Extract each line holding the word "FaPen" from the entries.

#### Stored data entries:
--- START ---
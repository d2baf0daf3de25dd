//! # Announcement payloads
//!
//! An [`Announcement`] is a tutoring offer. Its `subject` is kept as the raw
//! string the backend stored, because records edited through a permissive
//! edit form may carry text outside the [`Subject`] set.
//!
//! Hourly rates are decimals. The backend serialises them as strings
//! (`"50.00"`); [`rust_decimal::Decimal`] also accepts plain numbers.

use std::fmt;

use chrono::{DateTime, NaiveDate, NaiveDateTime, Utc};
use rust_decimal::Decimal;
use serde::{Deserialize, Deserializer, Serialize};

/// The school subjects offered by the add form.
#[derive(Debug, Clone, Copy, Default, PartialEq, Eq, Hash, Serialize, Deserialize)]
pub enum Subject {
    #[default]
    #[serde(rename = "Matematyka")]
    Mathematics,
    #[serde(rename = "Fizyka")]
    Physics,
    #[serde(rename = "Chemia")]
    Chemistry,
    #[serde(rename = "Informatyka")]
    ComputerScience,
    #[serde(rename = "Biologia")]
    Biology,
    #[serde(rename = "Język angielski")]
    English,
}

impl Subject {
    pub const ALL: [Subject; 6] = [
        Subject::Mathematics,
        Subject::Physics,
        Subject::Chemistry,
        Subject::ComputerScience,
        Subject::Biology,
        Subject::English,
    ];

    /// The label shown to users and stored by the backend.
    pub fn label(self) -> &'static str {
        match self {
            Subject::Mathematics => "Matematyka",
            Subject::Physics => "Fizyka",
            Subject::Chemistry => "Chemia",
            Subject::ComputerScience => "Informatyka",
            Subject::Biology => "Biologia",
            Subject::English => "Język angielski",
        }
    }

    pub fn from_label(label: &str) -> Option<Subject> {
        Subject::ALL.into_iter().find(|s| s.label() == label)
    }
}

impl fmt::Display for Subject {
    fn fmt(&self, f: &mut fmt::Formatter<'_>) -> fmt::Result {
        f.write_str(self.label())
    }
}

/// Author summary embedded in every announcement.
#[derive(Debug, Clone, Serialize, Deserialize, PartialEq)]
pub struct Author {
    pub id: i64,
    #[serde(default)]
    pub first_name: String,
    #[serde(default)]
    pub last_name: String,
    pub email: String,
    #[serde(default)]
    pub phone_number: Option<String>,
}

impl Author {
    pub fn full_name(&self) -> String {
        format!("{} {}", self.first_name, self.last_name)
            .trim()
            .to_string()
    }

    pub fn phone(&self) -> Option<&str> {
        self.phone_number.as_deref().filter(|p| !p.trim().is_empty())
    }
}

#[derive(Debug, Clone, Serialize, Deserialize, PartialEq)]
pub struct Announcement {
    pub id: i64,
    pub subject: String,
    pub content: String,
    pub hourly_rate: Decimal,
    #[serde(deserialize_with = "lenient_timestamp")]
    pub date_added: DateTime<Utc>,
    pub author: Author,
}

/// RFC 3339, or a timestamp without offset (read as UTC), or a bare date.
fn lenient_timestamp<'de, D: Deserializer<'de>>(deserializer: D) -> Result<DateTime<Utc>, D::Error> {
    let raw = String::deserialize(deserializer)?;
    if let Ok(at) = DateTime::parse_from_rfc3339(&raw) {
        return Ok(at.with_timezone(&Utc));
    }
    if let Ok(naive) = raw.parse::<NaiveDateTime>() {
        return Ok(naive.and_utc());
    }
    raw.parse::<NaiveDate>()
        .ok()
        .and_then(|date| date.and_hms_opt(0, 0, 0))
        .map(|naive| naive.and_utc())
        .ok_or_else(|| serde::de::Error::custom(format!("invalid timestamp: {raw}")))
}

impl Announcement {
    /// The subject as one of the known labels, if it is one.
    pub fn known_subject(&self) -> Option<Subject> {
        Subject::from_label(&self.subject)
    }

    /// Creation date as `YYYY-MM-DD`.
    pub fn date_label(&self) -> String {
        self.date_added.format("%Y-%m-%d").to_string()
    }
}

/// Body for `POST /announcements/add/` and `PUT /announcements/edit/{id}/`.
#[derive(Debug, Clone, Serialize, PartialEq)]
pub struct AnnouncementDraft {
    pub subject: String,
    pub content: String,
    pub hourly_rate: Decimal,
}

/// Query for `GET /announcements/search/`. Absent fields are not sent.
#[derive(Debug, Clone, Default, PartialEq)]
pub struct SearchFilter {
    pub subject: Option<String>,
    pub min_rate: Option<Decimal>,
    pub max_rate: Option<Decimal>,
}

impl SearchFilter {
    pub fn is_empty(&self) -> bool {
        self.subject.is_none() && self.min_rate.is_none() && self.max_rate.is_none()
    }

    pub fn query_pairs(&self) -> Vec<(&'static str, String)> {
        let mut pairs = Vec::new();
        if let Some(subject) = &self.subject {
            pairs.push(("subject", subject.clone()));
        }
        if let Some(min) = self.min_rate {
            pairs.push(("min_rate", min.to_string()));
        }
        if let Some(max) = self.max_rate {
            pairs.push(("max_rate", max.to_string()));
        }
        pairs
    }
}
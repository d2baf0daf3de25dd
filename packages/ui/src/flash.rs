use dioxus::prelude::*;

use crate::Icon;
use crate::icons::{FaCircleCheck, FaCircleExclamation, FaXmark};

#[derive(Clone, Debug, PartialEq)]
pub enum FlashLevel {
    Success,
    Error,
}

/// A one-off message shown above the page content, e.g. after a redirect.
#[derive(Clone, Debug, PartialEq)]
pub struct Flash {
    pub level: FlashLevel,
    pub message: String,
}

impl Flash {
    pub fn success(message: impl Into<String>) -> Self {
        Self {
            level: FlashLevel::Success,
            message: message.into(),
        }
    }

    pub fn error(message: impl Into<String>) -> Self {
        Self {
            level: FlashLevel::Error,
            message: message.into(),
        }
    }
}

pub fn use_flash() -> Signal<Option<Flash>> {
    use_context::<Signal<Option<Flash>>>()
}

pub fn show_flash(flash: &mut Signal<Option<Flash>>, message: Flash) {
    match message.level {
        FlashLevel::Error => tracing::error!("{}", message.message),
        FlashLevel::Success => tracing::info!("{}", message.message),
    }
    flash.set(Some(message));
}

#[component]
pub fn FlashProvider(children: Element) -> Element {
    use_context_provider(|| Signal::new(None::<Flash>));

    rsx! {
        {children}
    }
}

/// Renders the pending flash message, if any, with a dismiss button.
#[component]
pub fn FlashBanner() -> Element {
    let mut flash = use_flash();
    let Some(current) = flash() else {
        return rsx! {};
    };

    let (class, icon) = match current.level {
        FlashLevel::Success => ("flash flash-success", rsx! { Icon { icon: FaCircleCheck, width: 14, height: 14 } }),
        FlashLevel::Error => ("flash flash-error", rsx! { Icon { icon: FaCircleExclamation, width: 14, height: 14 } }),
    };

    rsx! {
        div {
            class: "{class}",
            role: "status",
            {icon}
            span { class: "flash-message", "{current.message}" }
            button {
                class: "flash-close",
                title: "Dismiss",
                onclick: move |_| flash.set(None),
                Icon { icon: FaXmark, width: 12, height: 12 }
            }
        }
    }
}
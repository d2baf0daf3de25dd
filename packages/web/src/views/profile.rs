//! Profile page: view the account and edit name and phone.

use api::UserInfo;
use dioxus::prelude::*;
use ui::components::{ConfirmDialog, Notice};
use ui::forms::{load_profile, FormPhase, ProfileForm, PROFILE_CONFIRMATION};
use ui::{show_flash, use_api, use_flash, use_session, Flash, Icon};
use ui::icons::FaPen;

use crate::Route;

#[component]
pub fn Profile() -> Element {
    let api = use_api();
    let session = use_session();
    let nav = use_navigator();
    let mut flash = use_flash();
    let mut user = use_signal(|| Option::<UserInfo>::None);
    let mut load_error = use_signal(|| Option::<String>::None);
    let mut form = use_signal(ProfileForm::default);
    let mut editing = use_signal(|| false);
    let mut confirming = use_signal(|| false);
    let mut phase = use_signal(FormPhase::default);

    use_hook({
        let api = api.clone();
        move || {
            let Some(token) = session.access_token() else {
                nav.replace(Route::Login {});
                return;
            };
            spawn(async move {
                match load_profile(&api, Some(&token)).await {
                    Ok(loaded) => {
                        form.set(ProfileForm::from_user(&loaded));
                        user.set(Some(loaded));
                    }
                    Err(e) => load_error.set(Some(e.to_string())),
                }
            });
        }
    });

    let save = move |confirmation: String| {
        confirming.set(false);
        let api = api.clone();
        let current = form();
        let token = session.access_token();
        phase.set(FormPhase::Submitting);
        spawn(async move {
            let result = current.submit(&api, token.as_deref(), &confirmation).await;
            match &result {
                Ok(()) => {
                    if let Some(account) = user.write().as_mut() {
                        account.first_name = current.first_name.trim().to_string();
                        account.last_name = current.last_name.trim().to_string();
                        account.phone_number = Some(current.phone.trim().to_string())
                            .filter(|p| !p.is_empty());
                    }
                    editing.set(false);
                    show_flash(&mut flash, Flash::success("Profile updated."));
                }
                Err(e) if e.requires_login() => {
                    nav.push(Route::Login {});
                }
                Err(_) => {}
            }
            phase.set(FormPhase::settle(&result));
        });
    };

    let cancel_edit = move |_: MouseEvent| {
        if let Some(account) = user() {
            form.set(ProfileForm::from_user(&account));
        }
        phase.set(FormPhase::Editing);
        editing.set(false);
    };

    let Some(account) = user() else {
        return rsx! {
            div {
                class: "form-page",
                h1 { "Profile" }
                if let Some(err) = load_error() {
                    Notice { message: err }
                } else {
                    p { class: "empty", "Loading..." }
                }
            }
        };
    };

    let name = account.display_name();
    let phone = account.phone().unwrap_or("-").to_string();
    let role = account.role_label();
    let current = form();

    rsx! {
        div {
            class: "form-page",
            h1 { "Profile" }

            if let Some(err) = phase().error() {
                Notice { message: err.to_string() }
            }

            if editing() {
                form {
                    class: "form",
                    onsubmit: move |evt: FormEvent| {
                        evt.prevent_default();
                        confirming.set(true);
                    },
                    label { class: "field-label", "Email" }
                    input { class: "input", r#type: "email", value: current.email.clone(), readonly: true }
                    label { class: "field-label", "First name" }
                    input {
                        class: "input",
                        r#type: "text",
                        value: current.first_name.clone(),
                        oninput: move |evt: FormEvent| form.write().first_name = evt.value(),
                    }
                    label { class: "field-label", "Last name" }
                    input {
                        class: "input",
                        r#type: "text",
                        value: current.last_name.clone(),
                        oninput: move |evt: FormEvent| form.write().last_name = evt.value(),
                    }
                    label { class: "field-label", "Phone number" }
                    input {
                        class: "input",
                        r#type: "tel",
                        value: current.phone.clone(),
                        oninput: move |evt: FormEvent| form.write().phone = evt.value(),
                    }
                    div {
                        class: "form-actions",
                        button {
                            class: "btn btn-secondary",
                            r#type: "button",
                            onclick: cancel_edit,
                            "Cancel"
                        }
                        button {
                            class: "btn btn-primary",
                            r#type: "submit",
                            disabled: phase().is_submitting(),
                            "Save"
                        }
                    }
                }
            } else {
                dl {
                    class: "card card-meta",
                    dt { "Username" }
                    dd { "{account.username}" }
                    dt { "Name" }
                    dd { "{name}" }
                    dt { "Email" }
                    dd { "{account.email}" }
                    dt { "Phone" }
                    dd { "{phone}" }
                    dt { "Role" }
                    dd { "{role}" }
                }
                button {
                    class: "btn btn-primary",
                    onclick: move |_| {
                        phase.set(FormPhase::Editing);
                        editing.set(true);
                    },
                    Icon { icon: FaPen, width: 14, height: 14 }
                    span { "Edit profile" }
                }
            }

            if confirming() {
                ConfirmDialog {
                    message: "Save changes to your profile?",
                    confirm_label: "Save",
                    phrase: PROFILE_CONFIRMATION.to_string(),
                    on_confirm: save,
                    on_cancel: move |_| confirming.set(false),
                }
            }
        }
    }
}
--- END ---
#### RESPONSE:
use ui::icons::FaPen;
                    Icon { icon: FaPen, width: 14, height: 14 }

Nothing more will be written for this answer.